Modelling the global photovoltaic potential on land and its sensitivity to climate change

Abstract

Solar photovoltaic (PV) energy is fundamental for decarbonizing the global economy and supporting the renewable energy transitions that are needed to combat climate change. Potential solar power production at a given location is a function of climatic variables that will change over time and so climate change needs to be accounted for in PV potential estimation. The future potential of PV in response to climate change has not previously been assessed consistently and globally across alternative scenarios. We develop global gridded estimates of PV potential between 2020 and 2100 as a function of spatial, climatic, technological and infrastructural conditions. We find a global technical potential of 175 111 T W h yr−1 in 2050, which changes by between ca. −19% (high-emission scenario) and +16% (low-emission scenario), with larger geographic variations within these scenarios.
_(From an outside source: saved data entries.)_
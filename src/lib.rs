//! Returns & Delivery Core
//!
//! The returns-and-delivery slice of the storefront backend.
//!
//! ## Features
//! - Order-return workflow: eligibility window, status machine, snapshot refunds
//! - Delivery-zone serviceability lookup by pincode
//! - Weight/threshold-based delivery charge calculation
//! - Daily-sequential business IDs for orders and returns

pub mod config;
pub mod domain;
pub mod error;
pub mod events;
pub mod http;
pub mod models;
pub mod pagination;
pub mod services;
We perform a sensitivity analysis to identify key uncertainties and assess the scope for emerging PV technologies to offset negative climate impacts. We find that suboptimal orientation and temperature losses have the largest negative effects (reducing PV potential by up to ca. 50% and ca. 10% respectively), but that new technologies may be able to generate gains of more than 200% if successfully deployed worldwide. Solar power can make an important contribution to energy production over the coming decades and the demand for renewable energy could be met by PV deployment on between 0.5% and 1% of the global land area, provided its deployment accounts for the location-specific impacts of climate change.